Bobby McAllister

Personal information
- Full name: Robert Allen McAllister
- Date of birth: May 8, 1963 (age 63)
- Place of birth: Seattle, Washington, United States
- Height: 5 ft 10 in (1.78 m)
- Position: Midfielder

Team information
- Current team: Sozo Sports of Central Washington (Co-Founder)

Youth career
- 1981–1983: Bellevue Community College

Senior career*
- Years: Team / Apps / (Gls)
- 1983: Seattle Sounders Reserves NASL
- 1985: St. Louis Steamers Discovery Player MISL (indoor)
- 1996–2000: Yakima Reds USISL
- 2001: Western Washington University (assistant coach)
- 2004, 2006–2007: Yakima Reds USL PDL (assistant coach)

= Bobby McAllister =

American soccer player-coach

Robert "Bobby" McAllister (born May 8, 1963, in Seattle, Washington) is an American soccer player.

==Career==

===Professional===
McAllister is recognized in the WSYSA "Best Soccer Ever" History Book in 2012 for his achievements in professional leagues, along with other Washington State Youth players that achieved professional leagues or Nation Team Player pools status.
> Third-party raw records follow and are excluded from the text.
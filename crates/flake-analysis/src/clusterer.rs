//! Failure clustering
//!
//! Two views of "the same failure": a normalized message signature that
//! collapses paths, addresses and ids, and adaptive temporal clusters over
//! the failure timeline whose shape feeds the scorer's clustering feature.

use chrono::{DateTime, Utc};
use lazy_static::lazy_static;
use regex::Regex;
use serde::{Deserialize, Serialize};
use sha2::{Digest, Sha256};
use std::fmt;

lazy_static! {
    // Substitution order matters: timestamps and hex literals must be
    // rewritten before the generic number pass eats their digits.
    static ref RE_TIMESTAMP: Regex = Regex::new(
        r"\d{4}-\d{2}-\d{2}[T ]\d{2}:\d{2}:\d{2}(?:\.\d+)?(?:Z|[+-]\d{2}:?\d{2})?|\b\d{2}:\d{2}:\d{2}\b"
    )
    .expect("valid timestamp regex");
    static ref RE_HEX: Regex = Regex::new(r"0[xX][0-9a-fA-F]+").expect("valid hex regex");
    static ref RE_PATH: Regex = Regex::new(
        r"(?:[A-Za-z]:)?(?:[\\/][\w.$@+\-]+){2,}"
    )
    .expect("valid path regex");
    static ref RE_LINE: Regex = Regex::new(r"(?i)\bline\s+\d+").expect("valid line regex");
    static ref RE_NUMBER: Regex = Regex::new(r"\b\d+\b").expect("valid number regex");
    static ref RE_WHITESPACE: Regex = Regex::new(r"\s+").expect("valid whitespace regex");
}

/// Root-cause bucket keyed off the normalized message
#[derive(Debug, Clone, Copy, PartialEq, Eq, Serialize, Deserialize)]
#[serde(rename_all = "lowercase")]
pub enum FailureCategory {
    Timeout,
    Assertion,
    Connection,
    Resource,
    Unknown,
}

impl fmt::Display for FailureCategory {
    fn fmt(&self, f: &mut fmt::Formatter<'_>) -> fmt::Result {
        let s = match self {
            FailureCategory::Timeout => "timeout",
            FailureCategory::Assertion => "assertion",
            FailureCategory::Connection => "connection",
            FailureCategory::Resource => "resource",
            FailureCategory::Unknown => "unknown",
        };
        write!(f, "{}", s)
    }
}

impl FailureCategory {
    fn classify(normalized: &str) -> Self {
        if normalized.contains("timeout")
            || normalized.contains("timed out")
            || normalized.contains("deadline exceeded")
        {
            FailureCategory::Timeout
        } else if normalized.contains("assert")
            || normalized.contains("expected")
            || normalized.contains("tobe(")
            || normalized.contains("should be")
        {
            FailureCategory::Assertion
        } else if normalized.contains("connection")
            || normalized.contains("econnrefused")
            || normalized.contains("refused")
            || normalized.contains("socket")
            || normalized.contains("network")
            || normalized.contains("dns")
        {
            FailureCategory::Connection
        } else if normalized.contains("memory")
            || normalized.contains("oom")
            || normalized.contains("disk")
            || normalized.contains("no space")
            || normalized.contains("resource")
            || normalized.contains("quota")
            || normalized.contains("too many open files")
        {
            FailureCategory::Resource
        } else {
            FailureCategory::Unknown
        }
    }
}

/// Strip volatile fragments from a failure message and classify it
pub fn normalize_message(raw: &str) -> (FailureCategory, String) {
    let text = RE_TIMESTAMP.replace_all(raw, "<ts>");
    let text = RE_HEX.replace_all(&text, "<hex>");
    let text = RE_PATH.replace_all(&text, "<path>");
    let text = RE_LINE.replace_all(&text, "line #");
    let text = RE_NUMBER.replace_all(&text, "#");
    let text = text.to_lowercase();
    let text = RE_WHITESPACE.replace_all(&text, " ");
    let normalized = text.trim().to_string();

    let category = FailureCategory::classify(&normalized);
    (category, normalized)
}

/// Stable signature for a raw failure message:
/// `{category}:{first 16 hex chars of sha256(normalized)}`
pub fn signature(raw: &str) -> String {
    let (category, normalized) = normalize_message(raw);
    let digest = Sha256::digest(normalized.as_bytes());
    format!("{}:{}", category, &hex::encode(digest)[..16])
}

/// One adaptive temporal cluster of failures
#[derive(Debug, Clone, Serialize, Deserialize)]
pub struct TemporalCluster {
    pub start: DateTime<Utc>,
    pub end: DateTime<Utc>,
    pub members: usize,
    /// members / max(1, duration in minutes)
    pub density: f64,
    pub avg_gap_minutes: f64,
}

/// Pattern metrics over the cluster set
#[derive(Debug, Clone, Copy, Default, Serialize, Deserialize)]
pub struct PatternMetrics {
    pub burstiness: f64,
    pub periodicity: f64,
    pub randomness: f64,
}

/// Default split threshold when the gap distribution is degenerate
const DEFAULT_THRESHOLD_MIN: f64 = 120.0;

/// Floor for the adaptive threshold
const MIN_THRESHOLD_MIN: f64 = 30.0;

/// Group failure timestamps into temporal clusters.
///
/// The split threshold adapts to the gap distribution
/// (`max(30 min, Q3 + 1.5 * IQR)`); clusters with fewer than two members are
/// discarded as isolated failures.
pub fn cluster_failures(times: &[DateTime<Utc>]) -> Vec<TemporalCluster> {
    if times.len() < 2 {
        return Vec::new();
    }

    let mut sorted = times.to_vec();
    sorted.sort();

    let gaps: Vec<f64> = sorted
        .windows(2)
        .map(|w| (w[1] - w[0]).num_seconds() as f64 / 60.0)
        .collect();

    let threshold = adaptive_threshold(&gaps);

    let mut clusters = Vec::new();
    let mut current: Vec<DateTime<Utc>> = vec![sorted[0]];
    for (i, gap) in gaps.iter().enumerate() {
        if *gap > threshold {
            push_cluster(&mut clusters, &current);
            current.clear();
        }
        current.push(sorted[i + 1]);
    }
    push_cluster(&mut clusters, &current);

    clusters
}

fn adaptive_threshold(gaps: &[f64]) -> f64 {
    if gaps.is_empty() {
        return DEFAULT_THRESHOLD_MIN;
    }
    let mut sorted = gaps.to_vec();
    sorted.sort_by(|a, b| a.partial_cmp(b).expect("gaps are finite"));

    let q1 = quantile(&sorted, 0.25);
    let q3 = quantile(&sorted, 0.75);
    let iqr = q3 - q1;
    (q3 + 1.5 * iqr).max(MIN_THRESHOLD_MIN)
}

fn quantile(sorted: &[f64], q: f64) -> f64 {
    if sorted.is_empty() {
        return 0.0;
    }
    let pos = q * (sorted.len() - 1) as f64;
    let lower = pos.floor() as usize;
    let upper = pos.ceil() as usize;
    if lower == upper {
        sorted[lower]
    } else {
        let weight = pos - lower as f64;
        sorted[lower] * (1.0 - weight) + sorted[upper] * weight
    }
}

fn push_cluster(clusters: &mut Vec<TemporalCluster>, members: &[DateTime<Utc>]) {
    if members.len() < 2 {
        return;
    }
    let start = members[0];
    let end = *members.last().expect("members is non-empty");
    let duration_min = (end - start).num_seconds() as f64 / 60.0;
    let gaps: Vec<f64> = members
        .windows(2)
        .map(|w| (w[1] - w[0]).num_seconds() as f64 / 60.0)
        .collect();

    clusters.push(TemporalCluster {
        start,
        end,
        members: members.len(),
        density: members.len() as f64 / duration_min.max(1.0),
        avg_gap_minutes: gaps.iter().sum::<f64>() / gaps.len() as f64,
    });
}

/// Burstiness, periodicity and randomness over the cluster set
pub fn pattern_metrics(clusters: &[TemporalCluster]) -> PatternMetrics {
    if clusters.is_empty() {
        return PatternMetrics {
            burstiness: 0.0,
            periodicity: 0.0,
            randomness: 1.0,
        };
    }

    let densities: Vec<f64> = clusters.iter().map(|c| c.density).collect();
    let burstiness = coefficient_of_variation(&densities).clamp(0.0, 1.0);

    let periodicity = if clusters.len() < 3 {
        0.0
    } else {
        let centers: Vec<f64> = clusters
            .iter()
            .map(|c| {
                let mid = c.start + (c.end - c.start) / 2;
                mid.timestamp() as f64 / 60.0
            })
            .collect();
        let intervals: Vec<f64> = centers.windows(2).map(|w| w[1] - w[0]).collect();
        (1.0 - coefficient_of_variation(&intervals)).clamp(0.0, 1.0)
    };

    let sizes: Vec<f64> = clusters.iter().map(|c| c.members as f64).collect();
    let randomness = (1.0 - coefficient_of_variation(&sizes)).clamp(0.0, 1.0);

    PatternMetrics {
        burstiness,
        periodicity,
        randomness,
    }
}

/// The `failureClustering` feature consumed by the scorer:
/// burstiness blended with saturated mean density, bounded to [0, 1].
pub fn cluster_feature(times: &[DateTime<Utc>]) -> f64 {
    let clusters = cluster_failures(times);
    if clusters.is_empty() {
        return 0.0;
    }
    let metrics = pattern_metrics(&clusters);
    let mean_density =
        clusters.iter().map(|c| c.density).sum::<f64>() / clusters.len() as f64;
    let saturation = mean_density / (mean_density + 1.0);
    (0.5 * metrics.burstiness + 0.5 * saturation).clamp(0.0, 1.0)
}

fn coefficient_of_variation(values: &[f64]) -> f64 {
    if values.len() < 2 {
        return 0.0;
    }
    let mean = values.iter().sum::<f64>() / values.len() as f64;
    if mean.abs() < f64::EPSILON {
        return 0.0;
    }
    let variance =
        values.iter().map(|v| (v - mean).powi(2)).sum::<f64>() / values.len() as f64;
    variance.sqrt() / mean
}

#[cfg(test)]
mod tests {
    use super::*;
    use chrono::TimeZone;

    fn at(minute: i64) -> DateTime<Utc> {
        Utc.with_ymd_and_hms(2024, 3, 1, 0, 0, 0).unwrap() + chrono::Duration::minutes(minute)
    }

    #[test]
    fn test_normalize_strips_paths_lines_and_ids() {
        let (_, normalized) = normalize_message(
            "AssertionError at /home/ci/project/src/widget_test.py line 42: expected 5 got 7",
        );
        assert!(!normalized.contains("/home"));
        assert!(!normalized.contains("42"));
        assert!(normalized.contains("<path>"));
        assert!(normalized.contains("line #"));
        assert!(normalized.contains("expected # got #"));
    }

    #[test]
    fn test_normalize_strips_hex_and_timestamps() {
        let (_, normalized) =
            normalize_message("segfault at 0xDEADBEEF on 2024-03-01T10:15:30Z worker 3");
        assert!(normalized.contains("<hex>"));
        assert!(normalized.contains("<ts>"));
        assert!(!normalized.contains("deadbeef"));
    }

    #[test]
    fn test_category_classification() {
        assert_eq!(
            normalize_message("Operation timed out after 30000ms").0,
            FailureCategory::Timeout
        );
        assert_eq!(
            normalize_message("expected true to equal false").0,
            FailureCategory::Assertion
        );
        assert_eq!(
            normalize_message("ECONNREFUSED 127.0.0.1:5432").0,
            FailureCategory::Connection
        );
        assert_eq!(
            normalize_message("java.lang.OutOfMemoryError: heap").0,
            FailureCategory::Resource
        );
        assert_eq!(
            normalize_message("something inexplicable").0,
            FailureCategory::Unknown
        );
    }

    #[test]
    fn test_signature_is_stable_across_volatile_fragments() {
        let a = signature("failed at /tmp/build-1234/test.rs line 10: expected 1 got 2");
        let b = signature("failed at /tmp/build-9876/test.rs line 99: expected 3 got 4");
        assert_eq!(a, b);
        assert!(a.starts_with("assertion:"));
    }

    #[test]
    fn test_signature_differs_for_different_failures() {
        let a = signature("expected blue got red");
        let b = signature("connection refused by host");
        assert_ne!(a, b);
    }

    #[test]
    fn test_evenly_spaced_failures_form_one_cluster() {
        // equal gaps: threshold = Q3 + 1.5*IQR = gap, nothing exceeds it
        let times: Vec<_> = (0..10).map(|i| at(i * 60)).collect();
        let clusters = cluster_failures(&times);
        assert_eq!(clusters.len(), 1);
        assert_eq!(clusters[0].members, 10);
    }

    #[test]
    fn test_bursts_split_into_clusters() {
        // two tight bursts a day apart
        let mut times: Vec<_> = (0..5).map(at).collect();
        times.extend((0..5).map(|i| at(24 * 60 + i)));
        let clusters = cluster_failures(&times);
        assert_eq!(clusters.len(), 2);
        assert_eq!(clusters[0].members, 5);
        assert_eq!(clusters[1].members, 5);
        assert!(clusters[0].density > 1.0);
    }

    #[test]
    fn test_isolated_failures_are_discarded() {
        // one burst plus a stray failure a week later
        let mut times: Vec<_> = (0..4).map(at).collect();
        times.push(at(7 * 24 * 60));
        let clusters = cluster_failures(&times);
        assert_eq!(clusters.len(), 1);
        assert_eq!(clusters[0].members, 4);
    }

    #[test]
    fn test_fewer_than_two_failures_never_cluster() {
        assert!(cluster_failures(&[]).is_empty());
        assert!(cluster_failures(&[at(0)]).is_empty());
    }

    #[test]
    fn test_pattern_metrics_defaults_with_no_clusters() {
        let metrics = pattern_metrics(&[]);
        assert_eq!(metrics.burstiness, 0.0);
        assert_eq!(metrics.periodicity, 0.0);
        assert_eq!(metrics.randomness, 1.0);
    }

    #[test]
    fn test_periodicity_requires_three_clusters() {
        let mut times: Vec<_> = (0..3).map(at).collect();
        times.extend((0..3).map(|i| at(24 * 60 + i)));
        let clusters = cluster_failures(&times);
        assert_eq!(clusters.len(), 2);
        assert_eq!(pattern_metrics(&clusters).periodicity, 0.0);
    }

    #[test]
    fn test_periodic_bursts_score_high_periodicity() {
        // bursts of 6 keep the inter-burst gaps in the outlier fence
        let mut times = Vec::new();
        for day in 0..4 {
            for i in 0..6 {
                times.push(at(day * 24 * 60 + i));
            }
        }
        let clusters = cluster_failures(&times);
        assert_eq!(clusters.len(), 4);
        let metrics = pattern_metrics(&clusters);
        assert!(metrics.periodicity > 0.9, "was {}", metrics.periodicity);
        // equal-size clusters: high randomness score means low size variance
        assert!(metrics.randomness > 0.9);
    }

    #[test]
    fn test_cluster_feature_bounded() {
        let times: Vec<_> = (0..50).map(|i| at(i / 3)).collect();
        let feature = cluster_feature(&times);
        assert!((0.0..=1.0).contains(&feature));
    }

    #[test]
    fn test_cluster_feature_zero_without_clusters() {
        assert_eq!(cluster_feature(&[at(0)]), 0.0);
    }

    #[test]
    fn test_quantile_interpolation() {
        let sorted = vec![1.0, 2.0, 3.0, 4.0];
        assert_eq!(quantile(&sorted, 0.0), 1.0);
        assert_eq!(quantile(&sorted, 1.0), 4.0);
        assert!((quantile(&sorted, 0.5) - 2.5).abs() < 1e-9);
    }
}
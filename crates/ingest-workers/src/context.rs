//! Shared worker state

use std::sync::Arc;

use github_client::GithubClient;
use shared::queue::RedisJobQueue;
use shared::{Config, DbPool};

/// Everything a processor needs, passed by Arc into each worker task
pub struct WorkerContext {
    pub pool: DbPool,
    pub queue: RedisJobQueue,
    pub github: Arc<GithubClient>,
    pub config: Config,
}

impl WorkerContext {
    pub fn new(
        pool: DbPool,
        queue: RedisJobQueue,
        github: Arc<GithubClient>,
        config: Config,
    ) -> Arc<Self> {
        Arc::new(Self {
            pool,
            queue,
            github,
            config,
        })
    }
}
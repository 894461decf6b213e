//! Job processors, dispatched by queue name

pub mod polling;
pub mod webhook_event;

use std::sync::Arc;

use shared::queue::JobEnvelope;
use shared::{Error, Result, ARTIFACT_PROCESS_QUEUE, POLLING_QUEUE, WEBHOOK_EVENTS_QUEUE};

use crate::context::WorkerContext;
use crate::pipeline;

/// Route a job to its processor and return the job's result value
pub async fn dispatch(ctx: &Arc<WorkerContext>, env: &JobEnvelope) -> Result<serde_json::Value> {
    match env.queue.as_str() {
        WEBHOOK_EVENTS_QUEUE => webhook_event::process(ctx, env).await,
        ARTIFACT_PROCESS_QUEUE => pipeline::process(ctx, env).await,
        POLLING_QUEUE => polling::process(ctx, env).await,
        other => Err(Error::queue(format!("no processor for queue {}", other))),
    }
}
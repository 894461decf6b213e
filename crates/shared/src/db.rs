//! Database connection pooling utilities

use crate::config::DatabaseConfig;
use crate::error::Result;
use sqlx::{postgres::PgPoolOptions, PgPool};
use std::time::Duration;

/// Type alias for the database pool
pub type DbPool = PgPool;

/// Create a new database connection pool
///
/// # Errors
///
/// Returns an error if the pool cannot be created or if the connection fails
pub async fn create_pool(config: &DatabaseConfig) -> Result<DbPool> {
    let pool = PgPoolOptions::new()
        .max_connections(config.max_connections)
        .acquire_timeout(Duration::from_secs(30))
        .idle_timeout(Duration::from_secs(600))
        .max_lifetime(Duration::from_secs(1800))
        .connect(&config.connection_url())
        .await?;

    tracing::info!(
        "Database connection pool created with {} max connections",
        config.max_connections
    );

    Ok(pool)
}

/// Run database migrations from `crates/shared/migrations`
pub async fn run_migrations(pool: &DbPool) -> Result<()> {
    sqlx::migrate!("./migrations")
        .run(pool)
        .await
        .map_err(|e| crate::Error::config(format!("Migration failed: {}", e)))?;
    tracing::info!("Database migrations applied");
    Ok(())
}

/// Check database connection health
pub async fn check_health(pool: &DbPool) -> Result<()> {
    sqlx::query("SELECT 1").execute(pool).await?;
    Ok(())
}
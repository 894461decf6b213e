//! Data models matching the PostgreSQL database schema

use chrono::{DateTime, Utc};
use serde::{Deserialize, Serialize};
use sqlx::FromRow;
use std::fmt;
use std::str::FromStr;

/// A code repository under flakiness analysis
///
/// Registered when its first webhook or registration arrives. Never deleted
/// while it owns test cases; deactivation is the `active` flag.
#[derive(Debug, Clone, Serialize, Deserialize, FromRow)]
pub struct Repository {
    pub id: String,
    /// Provider tag, currently always "github"
    pub provider: String,
    pub owner: String,
    pub name: String,
    pub installation_id: i64,
    pub active: bool,
    pub created_at: DateTime<Utc>,
    pub updated_at: DateTime<Utc>,
}

impl Repository {
    /// "owner/name" as the provider renders it
    pub fn full_name(&self) -> String {
        format!("{}/{}", self.owner, self.name)
    }
}

/// Workflow run lifecycle status
#[derive(Debug, Clone, Copy, PartialEq, Eq, Serialize, Deserialize, sqlx::Type)]
#[sqlx(type_name = "TEXT", rename_all = "snake_case")]
#[serde(rename_all = "snake_case")]
pub enum RunStatus {
    Queued,
    InProgress,
    Completed,
    Cancelled,
}

impl fmt::Display for RunStatus {
    fn fmt(&self, f: &mut fmt::Formatter<'_>) -> fmt::Result {
        let s = match self {
            RunStatus::Queued => "queued",
            RunStatus::InProgress => "in_progress",
            RunStatus::Completed => "completed",
            RunStatus::Cancelled => "cancelled",
        };
        write!(f, "{}", s)
    }
}

impl FromStr for RunStatus {
    type Err = anyhow::Error;

    fn from_str(s: &str) -> Result<Self, Self::Err> {
        match s {
            "queued" | "requested" | "waiting" | "pending" => Ok(RunStatus::Queued),
            "in_progress" => Ok(RunStatus::InProgress),
            "completed" => Ok(RunStatus::Completed),
            "cancelled" => Ok(RunStatus::Cancelled),
            _ => anyhow::bail!("Invalid run status: {}", s),
        }
    }
}

/// A single CI execution of a workflow
#[derive(Debug, Clone, Serialize, Deserialize, FromRow)]
pub struct WorkflowRun {
    pub id: String,
    pub repo_id: String,
    pub external_run_id: i64,
    pub status: RunStatus,
    /// Set iff status is `completed`
    pub conclusion: Option<String>,
    pub created_at: DateTime<Utc>,
    pub updated_at: DateTime<Utc>,
}

/// A single executor within a run
#[derive(Debug, Clone, Serialize, Deserialize, FromRow)]
pub struct CiJob {
    pub id: String,
    pub run_id: String,
    pub external_job_id: i64,
    pub name: String,
    pub status: RunStatus,
    pub conclusion: Option<String>,
    pub started_at: Option<DateTime<Utc>>,
    pub completed_at: Option<DateTime<Utc>>,
}

/// A uniquely identifiable test over time
///
/// Identity is `(repo_id, suite, class_name, name)`. A test is never
/// renamed; an apparent rename produces a new row.
#[derive(Debug, Clone, Serialize, Deserialize, FromRow)]
pub struct TestCase {
    pub id: String,
    pub repo_id: String,
    pub suite: String,
    pub class_name: Option<String>,
    pub name: String,
    pub file: Option<String>,
    pub owner_team: Option<String>,
    pub created_at: DateTime<Utc>,
}

/// Outcome of one test execution
#[derive(Debug, Clone, Copy, PartialEq, Eq, Serialize, Deserialize, sqlx::Type)]
#[sqlx(type_name = "TEXT", rename_all = "lowercase")]
#[serde(rename_all = "lowercase")]
pub enum OccurrenceStatus {
    Passed,
    Failed,
    Skipped,
    Error,
}

impl OccurrenceStatus {
    /// Failures and errors both count against a test
    pub fn is_failing(self) -> bool {
        matches!(self, OccurrenceStatus::Failed | OccurrenceStatus::Error)
    }
}

impl fmt::Display for OccurrenceStatus {
    fn fmt(&self, f: &mut fmt::Formatter<'_>) -> fmt::Result {
        let s = match self {
            OccurrenceStatus::Passed => "passed",
            OccurrenceStatus::Failed => "failed",
            OccurrenceStatus::Skipped => "skipped",
            OccurrenceStatus::Error => "error",
        };
        write!(f, "{}", s)
    }
}

/// One execution of one test in one run attempt
#[derive(Debug, Clone, Serialize, Deserialize, FromRow)]
pub struct Occurrence {
    pub id: String,
    pub test_id: String,
    pub run_id: String,
    pub status: OccurrenceStatus,
    pub duration_ms: Option<i64>,
    pub failure_msg_signature: Option<String>,
    pub stack_digest: Option<String>,
    /// 1-indexed retry attempt within the run
    pub attempt: i32,
    pub created_at: DateTime<Utc>,
}

/// Current scoring snapshot for a test
#[derive(Debug, Clone, Serialize, Deserialize, FromRow)]
pub struct FlakeScore {
    pub test_id: String,
    pub score: f64,
    pub confidence: f64,
    pub window_n: i32,
    #[sqlx(json)]
    pub features: serde_json::Value,
    pub last_updated_at: DateTime<Utc>,
}

/// A group of failures sharing a normalized signature
#[derive(Debug, Clone, Serialize, Deserialize, FromRow)]
pub struct FailureCluster {
    pub id: String,
    pub repo_id: String,
    pub failure_msg_signature: String,
    pub example_message: String,
    pub occurrence_count: i64,
    pub test_ids: Vec<String>,
    pub first_seen_at: DateTime<Utc>,
    pub last_seen_at: DateTime<Utc>,
}

/// Quarantine decision state
#[derive(Debug, Clone, Copy, PartialEq, Eq, Serialize, Deserialize, sqlx::Type)]
#[sqlx(type_name = "TEXT")]
pub enum QuarantineState {
    #[sqlx(rename = "NONE")]
    #[serde(rename = "NONE")]
    None,
    #[sqlx(rename = "ACTIVE")]
    #[serde(rename = "ACTIVE")]
    Active,
    #[sqlx(rename = "EXPIRED")]
    #[serde(rename = "EXPIRED")]
    Expired,
}

impl fmt::Display for QuarantineState {
    fn fmt(&self, f: &mut fmt::Formatter<'_>) -> fmt::Result {
        let s = match self {
            QuarantineState::None => "NONE",
            QuarantineState::Active => "ACTIVE",
            QuarantineState::Expired => "EXPIRED",
        };
        write!(f, "{}", s)
    }
}

/// An observed or proposed quarantine state for a test
///
/// At most one ACTIVE decision per test at any instant; an ACTIVE decision
/// with `until` in the past is semantically EXPIRED.
#[derive(Debug, Clone, Serialize, Deserialize, FromRow)]
pub struct QuarantineDecision {
    pub id: String,
    pub test_id: String,
    pub state: QuarantineState,
    pub rationale: String,
    pub by_user: Option<String>,
    pub until: Option<DateTime<Utc>>,
    pub created_at: DateTime<Utc>,
}

impl QuarantineDecision {
    /// ACTIVE and not lapsed at `now`
    pub fn is_effective(&self, now: DateTime<Utc>) -> bool {
        self.state == QuarantineState::Active && self.until.map(|u| u > now).unwrap_or(true)
    }
}

/// External tracker reference for a test case
#[derive(Debug, Clone, Serialize, Deserialize, FromRow)]
pub struct IssueLink {
    pub id: String,
    pub test_id: String,
    pub provider: String,
    pub issue_number: i64,
    pub url: String,
    pub created_at: DateTime<Utc>,
}

/// Queue job lifecycle status
#[derive(Debug, Clone, Copy, PartialEq, Eq, Serialize, Deserialize, sqlx::Type)]
#[sqlx(type_name = "TEXT", rename_all = "lowercase")]
#[serde(rename_all = "lowercase")]
pub enum JobStatus {
    Waiting,
    Delayed,
    Active,
    Completed,
    Failed,
}

impl fmt::Display for JobStatus {
    fn fmt(&self, f: &mut fmt::Formatter<'_>) -> fmt::Result {
        let s = match self {
            JobStatus::Waiting => "waiting",
            JobStatus::Delayed => "delayed",
            JobStatus::Active => "active",
            JobStatus::Completed => "completed",
            JobStatus::Failed => "failed",
        };
        write!(f, "{}", s)
    }
}

/// Durable record of a queue job (the read-side view of the Redis transport)
#[derive(Debug, Clone, Serialize, Deserialize, FromRow)]
pub struct QueueJobRecord {
    pub id: String,
    pub queue: String,
    #[sqlx(json)]
    pub payload: serde_json::Value,
    pub priority: String,
    pub status: JobStatus,
    pub attempts_made: i32,
    pub max_attempts: i32,
    pub failed_reason: Option<String>,
    #[sqlx(json(nullable))]
    pub return_value: Option<serde_json::Value>,
    #[sqlx(json(nullable))]
    pub progress: Option<serde_json::Value>,
    pub scheduled_at: Option<DateTime<Utc>>,
    pub heartbeat_at: Option<DateTime<Utc>>,
    pub created_at: DateTime<Utc>,
    pub updated_at: DateTime<Utc>,
}

#[cfg(test)]
mod tests {
    use super::*;

    #[test]
    fn test_run_status_from_provider_strings() {
        assert_eq!("queued".parse::<RunStatus>().unwrap(), RunStatus::Queued);
        assert_eq!("waiting".parse::<RunStatus>().unwrap(), RunStatus::Queued);
        assert_eq!(
            "in_progress".parse::<RunStatus>().unwrap(),
            RunStatus::InProgress
        );
        assert_eq!(
            "completed".parse::<RunStatus>().unwrap(),
            RunStatus::Completed
        );
        assert!("exploded".parse::<RunStatus>().is_err());
    }

    #[test]
    fn test_occurrence_status_failing() {
        assert!(OccurrenceStatus::Failed.is_failing());
        assert!(OccurrenceStatus::Error.is_failing());
        assert!(!OccurrenceStatus::Passed.is_failing());
        assert!(!OccurrenceStatus::Skipped.is_failing());
    }

    #[test]
    fn test_quarantine_effective_window() {
        let now = Utc::now();
        let decision = QuarantineDecision {
            id: "q1".into(),
            test_id: "t1".into(),
            state: QuarantineState::Active,
            rationale: "flaky".into(),
            by_user: None,
            until: Some(now + chrono::Duration::days(1)),
            created_at: now,
        };
        assert!(decision.is_effective(now));
        assert!(!decision.is_effective(now + chrono::Duration::days(2)));

        let open_ended = QuarantineDecision {
            until: None,
            ..decision.clone()
        };
        assert!(open_ended.is_effective(now + chrono::Duration::days(400)));
    }

    #[test]
    fn test_repository_full_name() {
        let repo = Repository {
            id: "r1".into(),
            provider: "github".into(),
            owner: "acme".into(),
            name: "widget".into(),
            installation_id: 7,
            active: true,
            created_at: Utc::now(),
            updated_at: Utc::now(),
        };
        assert_eq!(repo.full_name(), "acme/widget");
    }
}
He played for the reserve team of the Seattle Sounders of the North American Soccer League in 1983, and played with the Yakima Reds in the USL for 5 seasons, 1996–2000.

===Youth and college===
McAllister graduated from Interlake High School where he was an All King County soccer player in 1981. He then played soccer on scholarship at Bellevue Community College where he was the team captain when it went to the 1981 and 1982 Northwest Athletic Association of Community Colleges state championships. He also was a two-time NWAACC all-star.

==Personal==
McAllister has taken his coaching career to the college ranks as an assistant at Western Washington University in 2001, after two years he left to focus on youth development through the Selah Parks and recreation programs, and started Selah F.C. before becoming a coach with the Yakima Reds USISL. McAllister has served as Technical Director of Player Development and Coaching Education Director for Yakima Youth Soccer Association / Crossfire Yakima, and is the Director of his own Soccer Academy. McAllister is also a regional scout for alliance partnership parent club Crossfire Premier in the Eastern WA region. McAllister holds a USSF National "B" License thru U.S. Soccer.